To underscore the point, he added :
"Education is above all the way in which one generation introduces the next into their common culture."
He then singled out religion as most important, and described it as
"the single most important continuing influence on society." Mr. Harris has clearly not read the Bill in which his employer, the Prime Minister, had such a large hand. It rejects the idea of any settled purpose and relieves commercial television of any obligation, in or out of peak hours, to carry programmes about current affairs which help to shape our society, or to carry children's programmes or religious programmes. It abandons any notion that commercial television has a role in offering a guide to the kind of life which Mr. Harris says that
"the state should encourage and help".
Far be it from me to cause any dissension between a No. 10 policy adviser and the Prime Minister, especially as the two senior Home Office Ministers here owe their present jobs to such a dispute, but instead of the approach advocated by Mr. Harris, the Government propose that commercial television should be advertiser-pushed rather than viewer-led. That is what the preposterous system of blind auctioning will mean.

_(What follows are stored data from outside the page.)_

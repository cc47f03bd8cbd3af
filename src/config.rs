//! Configuration for the harness, read from `harvest.toml`.
//!
//! Settings are layered file → environment → CLI. Every key has a default matching the
//! container layout the experiments were written for, so running with no file at all
//! is the common case.
//!
//! # Configuration File Format
//!
//! ```toml
//! [workspace]
//! root = "/workspace"
//! results_dir = "results"          # relative paths resolve against root
//! checkout_prefix = "shir-"
//! scripts_dir = "scripts"
//!
//! [tool]
//! command = "sbt"
//! args = ["-J-Xss32m"]
//! target_template = "testOnly {target}"
//!
//! [snapshot]
//! excluded_dirs = [".git", "target", "project", ".idea", ".bsp", ".metals"]
//!
//! [lowering]
//! output_dir = "out"
//! layout = "whole-directory"       # or "single-subdirectory"
//!
//! [results]
//! discovery_dir = "eqsat"
//! lowering_dir = "vhdl"
//! figure_dir = "figure"
//!
//! # Optional: replaces the built-in catalogue entirely.
//! [[experiments]]
//! id = "1-vgg"
//! description = "1. VGG"
//! discovery = { branch = "new-test-tag", path = "src/test/eqsat/nn/SingleVGGTest.scala" }
//! ```

use anyhow::{Context, Result};
use serde::{Deserialize, Serialize};
use std::path::{Path, PathBuf};

use crate::catalogue::Catalogue;
use crate::errors::ConfigError;
use crate::experiment::{Experiment, LoweringLayout, PhaseKind};
use crate::naming::{TARGET_PLACEHOLDER, is_plain_relative};
use crate::snapshot::DEFAULT_EXCLUDED_DIRS;

/// Name of the configuration file looked up in the workspace root.
pub const CONFIG_FILE: &str = "harvest.toml";

/// Environment variable overriding `[workspace] root`.
pub const ENV_WORKSPACE: &str = "HARVEST_WORKSPACE";

/// Environment variable overriding `[tool] command`.
pub const ENV_TOOL: &str = "HARVEST_TOOL";

/// Workspace layout.
#[derive(Debug, Clone, Serialize, Deserialize)]
pub struct WorkspaceSection {
    #[serde(default = "default_root")]
    pub root: PathBuf,
    #[serde(default = "default_results_dir")]
    pub results_dir: PathBuf,
    /// Checkouts live at `<root>/<checkout_prefix><branch>`
    #[serde(default = "default_checkout_prefix")]
    pub checkout_prefix: String,
    /// Auxiliary scripts copied once into the results tree
    #[serde(default = "default_scripts_dir")]
    pub scripts_dir: PathBuf,
}

fn default_root() -> PathBuf {
    PathBuf::from("/workspace")
}

fn default_results_dir() -> PathBuf {
    PathBuf::from("results")
}

fn default_checkout_prefix() -> String {
    "shir-".to_string()
}

fn default_scripts_dir() -> PathBuf {
    PathBuf::from("scripts")
}

impl Default for WorkspaceSection {
    fn default() -> Self {
        Self {
            root: default_root(),
            results_dir: default_results_dir(),
            checkout_prefix: default_checkout_prefix(),
            scripts_dir: default_scripts_dir(),
        }
    }
}

/// External build/test tool invocation.
#[derive(Debug, Clone, Serialize, Deserialize)]
pub struct ToolSection {
    #[serde(default = "default_tool_command")]
    pub command: String,
    /// Arguments placed before the rendered target
    #[serde(default = "default_tool_args")]
    pub args: Vec<String>,
    /// Single argument naming what to run; `{target}` is the dotted test name
    #[serde(default = "default_target_template")]
    pub target_template: String,
}

fn default_tool_command() -> String {
    "sbt".to_string()
}

fn default_tool_args() -> Vec<String> {
    vec!["-J-Xss32m".to_string()]
}

fn default_target_template() -> String {
    format!("testOnly {}", TARGET_PLACEHOLDER)
}

impl Default for ToolSection {
    fn default() -> Self {
        Self {
            command: default_tool_command(),
            args: default_tool_args(),
            target_template: default_target_template(),
        }
    }
}

#[derive(Debug, Clone, Serialize, Deserialize)]
pub struct SnapshotSection {
    #[serde(default = "default_excluded_dirs")]
    pub excluded_dirs: Vec<String>,
}

fn default_excluded_dirs() -> Vec<String> {
    DEFAULT_EXCLUDED_DIRS.iter().map(|d| d.to_string()).collect()
}

impl Default for SnapshotSection {
    fn default() -> Self {
        Self {
            excluded_dirs: default_excluded_dirs(),
        }
    }
}

#[derive(Debug, Clone, Serialize, Deserialize)]
pub struct LoweringSection {
    /// Directory the tool writes lowering output into, relative to the checkout
    #[serde(default = "default_output_dir")]
    pub output_dir: String,
    /// Layout used when an experiment does not declare one
    #[serde(default)]
    pub layout: LoweringLayout,
}

fn default_output_dir() -> String {
    "out".to_string()
}

impl Default for LoweringSection {
    fn default() -> Self {
        Self {
            output_dir: default_output_dir(),
            layout: LoweringLayout::default(),
        }
    }
}

/// Per-phase subdirectory names under `results/<experiment-id>/`.
#[derive(Debug, Clone, Serialize, Deserialize)]
pub struct ResultsSection {
    #[serde(default = "default_discovery_dir")]
    pub discovery_dir: String,
    #[serde(default = "default_lowering_dir")]
    pub lowering_dir: String,
    #[serde(default = "default_figure_dir")]
    pub figure_dir: String,
}

fn default_discovery_dir() -> String {
    "eqsat".to_string()
}

fn default_lowering_dir() -> String {
    "vhdl".to_string()
}

fn default_figure_dir() -> String {
    "figure".to_string()
}

impl Default for ResultsSection {
    fn default() -> Self {
        Self {
            discovery_dir: default_discovery_dir(),
            lowering_dir: default_lowering_dir(),
            figure_dir: default_figure_dir(),
        }
    }
}

impl ResultsSection {
    pub fn subdir(&self, kind: PhaseKind) -> &str {
        match kind {
            PhaseKind::Discovery => &self.discovery_dir,
            PhaseKind::Lowering => &self.lowering_dir,
            PhaseKind::Figure => &self.figure_dir,
        }
    }
}

/// The complete harvest.toml structure.
#[derive(Debug, Clone, Default, Serialize, Deserialize)]
pub struct HarvestToml {
    #[serde(default)]
    pub workspace: WorkspaceSection,
    #[serde(default)]
    pub tool: ToolSection,
    #[serde(default)]
    pub snapshot: SnapshotSection,
    #[serde(default)]
    pub lowering: LoweringSection,
    #[serde(default)]
    pub results: ResultsSection,
    /// Replaces the built-in catalogue when non-empty
    #[serde(default, skip_serializing_if = "Vec::is_empty")]
    pub experiments: Vec<Experiment>,
}

impl HarvestToml {
    pub fn load(path: &Path) -> Result<Self> {
        let content = std::fs::read_to_string(path)
            .with_context(|| format!("Failed to read config file: {}", path.display()))?;
        Self::parse(&content).with_context(|| format!("Invalid config file: {}", path.display()))
    }

    pub fn parse(content: &str) -> Result<Self> {
        toml::from_str(content).context("Failed to parse harvest.toml")
    }

    /// Load `<dir>/harvest.toml`, or defaults if it does not exist.
    pub fn load_or_default(dir: &Path) -> Result<Self> {
        let path = dir.join(CONFIG_FILE);
        if path.exists() {
            Self::load(&path)
        } else {
            Ok(Self::default())
        }
    }

    pub fn save(&self, path: &Path) -> Result<()> {
        let content = toml::to_string_pretty(self).context("Failed to serialize harvest.toml")?;
        std::fs::write(path, content)
            .with_context(|| format!("Failed to write config file: {}", path.display()))?;
        Ok(())
    }

    /// The catalogue this configuration selects.
    pub fn catalogue(&self) -> Result<Catalogue, ConfigError> {
        if self.experiments.is_empty() {
            Ok(Catalogue::builtin())
        } else {
            Catalogue::new(self.experiments.clone())
        }
    }

    /// Apply environment overrides through `lookup` (normally `std::env::var`).
    pub fn apply_env_from(&mut self, lookup: impl Fn(&str) -> Option<String>) {
        if let Some(root) = lookup(ENV_WORKSPACE).filter(|v| !v.is_empty()) {
            self.workspace.root = PathBuf::from(root);
        }
        if let Some(tool) = lookup(ENV_TOOL).filter(|v| !v.is_empty()) {
            self.tool.command = tool;
        }
    }

    /// Hard errors that make the configuration unusable.
    pub fn check(&self) -> Result<(), ConfigError> {
        if self.tool.command.trim().is_empty() {
            return Err(ConfigError::EmptyToolCommand);
        }
        // The output directory is deleted before every lowering run.
        if !is_plain_relative(&self.lowering.output_dir) {
            return Err(ConfigError::InvalidOutputDir(self.lowering.output_dir.clone()));
        }
        // So is each results subdirectory before it is refilled.
        for (key, value) in [
            ("discovery_dir", &self.results.discovery_dir),
            ("lowering_dir", &self.results.lowering_dir),
            ("figure_dir", &self.results.figure_dir),
        ] {
            if !is_plain_relative(value) {
                return Err(ConfigError::InvalidResultsDir {
                    key,
                    value: value.clone(),
                });
            }
        }
        self.catalogue().map(|_| ())
    }

    /// Suspicious but usable settings.
    pub fn validate(&self) -> Vec<String> {
        let mut warnings = Vec::new();

        if !self.tool.target_template.contains(TARGET_PLACEHOLDER) {
            warnings.push(format!(
                "target_template '{}' has no {} placeholder; the test name will be appended",
                self.tool.target_template, TARGET_PLACEHOLDER
            ));
        }
        if self.snapshot.excluded_dirs.is_empty() {
            warnings.push(
                "snapshot.excluded_dirs is empty; build caches will be walked and may be copied"
                    .to_string(),
            );
        }

        let subdirs = [
            &self.results.discovery_dir,
            &self.results.lowering_dir,
            &self.results.figure_dir,
        ];
        for (i, a) in subdirs.iter().enumerate() {
            if subdirs[i + 1..].contains(a) {
                warnings.push(format!(
                    "results subdirectory '{}' is shared by more than one phase",
                    a
                ));
            }
        }

        warnings
    }
}

/// Resolved runtime settings used by the runners and orchestrator.
#[derive(Debug, Clone)]
pub struct Settings {
    pub workspace: PathBuf,
    pub results_dir: PathBuf,
    pub scripts_dir: PathBuf,
    pub checkout_prefix: String,
    pub tool_command: String,
    pub tool_args: Vec<String>,
    pub target_template: String,
    pub excluded_dirs: Vec<String>,
    pub output_dir: String,
    pub default_layout: LoweringLayout,
    pub results: ResultsSection,
}

impl Settings {
    /// Resolve paths in `toml` against its workspace root.
    pub fn from_toml(toml: &HarvestToml) -> Self {
        let workspace = toml.workspace.root.clone();
        Self {
            results_dir: workspace.join(&toml.workspace.results_dir),
            scripts_dir: workspace.join(&toml.workspace.scripts_dir),
            workspace,
            checkout_prefix: toml.workspace.checkout_prefix.clone(),
            tool_command: toml.tool.command.clone(),
            tool_args: toml.tool.args.clone(),
            target_template: toml.tool.target_template.clone(),
            excluded_dirs: toml.snapshot.excluded_dirs.clone(),
            output_dir: toml.lowering.output_dir.clone(),
            default_layout: toml.lowering.layout,
            results: toml.results.clone(),
        }
    }

    /// Where the results for one phase of one experiment go.
    pub fn results_subdir(&self, experiment_id: &str, kind: PhaseKind) -> PathBuf {
        self.results_dir
            .join(experiment_id)
            .join(self.results.subdir(kind))
    }
}

/// Configuration as loaded for one CLI invocation.
#[derive(Debug, Clone)]
pub struct HarvestConfig {
    /// The config file that was read, if any
    pub source: Option<PathBuf>,
    pub toml: HarvestToml,
    pub settings: Settings,
    pub catalogue: Catalogue,
}

impl HarvestConfig {
    /// Load configuration with the usual precedence.
    ///
    /// The file is `config_path` when given, otherwise `harvest.toml` in the workspace
    /// (`cli_workspace`, else `$HARVEST_WORKSPACE`, else `/workspace`). After the file,
    /// environment overrides apply, then `cli_workspace`.
    pub fn load(config_path: Option<&Path>, cli_workspace: Option<&Path>) -> Result<Self> {
        Self::load_with_env(config_path, cli_workspace, |key| std::env::var(key).ok())
    }

    pub fn load_with_env(
        config_path: Option<&Path>,
        cli_workspace: Option<&Path>,
        lookup: impl Fn(&str) -> Option<String>,
    ) -> Result<Self> {
        let (source, mut toml) = match config_path {
            Some(path) => (Some(path.to_path_buf()), HarvestToml::load(path)?),
            None => {
                let dir = cli_workspace
                    .map(Path::to_path_buf)
                    .or_else(|| lookup(ENV_WORKSPACE).filter(|v| !v.is_empty()).map(PathBuf::from))
                    .unwrap_or_else(default_root);
                let path = dir.join(CONFIG_FILE);
                let source = path.exists().then_some(path);
                (source, HarvestToml::load_or_default(&dir)?)
            }
        };

        toml.apply_env_from(&lookup);
        if let Some(dir) = cli_workspace {
            toml.workspace.root = dir.to_path_buf();
        }
        toml.check()?;

        let catalogue = toml.catalogue()?;
        let settings = Settings::from_toml(&toml);
        Ok(Self {
            source,
            toml,
            settings,
            catalogue,
        })
    }
}
//! Catalogue listing, `harvest list`.

use anyhow::Result;
use console::style;

use harvest::experiment::{Experiment, PhaseKind};

use super::super::Cli;
use super::load_config;

pub fn cmd_list(cli: &Cli) -> Result<()> {
    let config = load_config(cli)?;
    let catalogue = &config.catalogue;

    println!();
    match &config.source {
        Some(path) => println!("Experiments from: {}", path.display()),
        None => println!("Built-in experiments"),
    }
    println!();
    println!(
        "{:<24} {:<32} {:<24} {:<24} Figure",
        "ID", "Description", "Discovery", "Lowering"
    );
    println!(
        "{:<24} {:<32} {:<24} {:<24} ------",
        "-".repeat(24),
        "-".repeat(32),
        "-".repeat(24),
        "-".repeat(24)
    );

    for exp in catalogue.experiments() {
        println!(
            "{:<24} {:<32} {:<24} {:<24} {}",
            exp.id,
            exp.description,
            phase_cell(exp, PhaseKind::Discovery),
            phase_cell(exp, PhaseKind::Lowering),
            phase_cell(exp, PhaseKind::Figure),
        );
    }

    let phases: usize = catalogue
        .experiments()
        .iter()
        .map(|exp| exp.defined_phases().len())
        .sum();
    println!();
    println!(
        "{} experiment(s), {} phase(s)",
        style(catalogue.len()).bold(),
        phases
    );
    println!();
    Ok(())
}

/// Branch a phase runs on, with markers for expected failure and an explicit layout.
fn phase_cell(exp: &Experiment, kind: PhaseKind) -> String {
    let Some(cfg) = exp.phase(kind) else {
        return "-".to_string();
    };
    let mut cell = cfg.branch.clone();
    if cfg.expect_failure {
        cell.push_str(" (fails)");
    }
    if let Some(layout) = cfg.layout {
        cell.push_str(&format!(" [{}]", layout));
    }
    cell
}
//! Before/after filesystem snapshots.
//!
//! The build tool does not report what it wrote, and its output naming differs from
//! branch to branch, so the only branch-agnostic way to find its artifacts is to walk
//! the checkout before and after the run and take the difference.

use anyhow::{Context, Result};
use std::collections::BTreeSet;
use std::path::{Path, PathBuf};
use walkdir::{DirEntry, WalkDir};

/// Directories never descended into: VCS metadata and build-tool caches.
pub const DEFAULT_EXCLUDED_DIRS: &[&str] = &[".git", "target", "project", ".idea", ".bsp", ".metals"];

/// Relative paths of every file under a root at one instant.
#[derive(Debug, Clone, Default, PartialEq, Eq)]
pub struct Snapshot {
    files: BTreeSet<PathBuf>,
}

impl Snapshot {
    /// Walk `root` and record every regular file, pruning directories named in `excluded`.
    ///
    /// Symlinks are recorded when they resolve to a regular file; directory symlinks are
    /// not followed.
    pub fn capture<S: AsRef<str>>(root: &Path, excluded: &[S]) -> Result<Self> {
        let mut files = BTreeSet::new();

        let walker = WalkDir::new(root)
            .follow_links(false)
            .into_iter()
            .filter_entry(|entry| !is_excluded(entry, excluded));

        for entry in walker {
            let entry =
                entry.with_context(|| format!("Failed to walk directory: {}", root.display()))?;
            if !is_file(&entry) {
                continue;
            }
            let rel = entry
                .path()
                .strip_prefix(root)
                .with_context(|| format!("{} is not under {}", entry.path().display(), root.display()))?;
            files.insert(rel.to_path_buf());
        }

        Ok(Self { files })
    }

    /// Paths present in `self` but not in `before`.
    pub fn added_since(&self, before: &Snapshot) -> BTreeSet<PathBuf> {
        self.files.difference(&before.files).cloned().collect()
    }

    pub fn contains(&self, path: impl AsRef<Path>) -> bool {
        self.files.contains(path.as_ref())
    }

    pub fn len(&self) -> usize {
        self.files.len()
    }

    pub fn is_empty(&self) -> bool {
        self.files.is_empty()
    }

    pub fn iter(&self) -> impl Iterator<Item = &PathBuf> {
        self.files.iter()
    }
}

impl FromIterator<PathBuf> for Snapshot {
    fn from_iter<I: IntoIterator<Item = PathBuf>>(iter: I) -> Self {
        Self {
            files: iter.into_iter().collect(),
        }
    }
}

/// Files present in `after` but not in `before`.
pub fn diff(before: &Snapshot, after: &Snapshot) -> BTreeSet<PathBuf> {
    after.added_since(before)
}

fn is_excluded<S: AsRef<str>>(entry: &DirEntry, excluded: &[S]) -> bool {
    // The root itself is never pruned, whatever it is called.
    if entry.depth() == 0 || !entry.file_type().is_dir() {
        return false;
    }
    let name = entry.file_name().to_string_lossy();
    excluded.iter().any(|dir| dir.as_ref() == name)
}

fn is_file(entry: &DirEntry) -> bool {
    let file_type = entry.file_type();
    file_type.is_file() || (file_type.is_symlink() && entry.path().is_file())
}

As one experienced television producer told me,
"There is more to making a programme than simply filling screen hours."
Those who make programmes decide when to show them and those who watch them are entitled to ask, "What did that add to my quality of life? Did it make me laugh or cry? Did it tell me something that I did not know? Did it excite or stimulate me? Did it entertain or astonish me, or was it a mixture of all or some of those?" If a programme--any programme--cannot meet such a quality test, we might as well as watch a moving roll of wallpaper.
Let us be clear that the argument is not about snobbery or elitism. Research shows that, despite the groups into which advertisers divide us according to how much we have to spend, there is very little difference between what we watch on any evening. Readers of The Guardian or The Independent are just as likely to watch a games show or a soap as readers of the Daily Mirror or the Daily Mail are to watch a factual programme.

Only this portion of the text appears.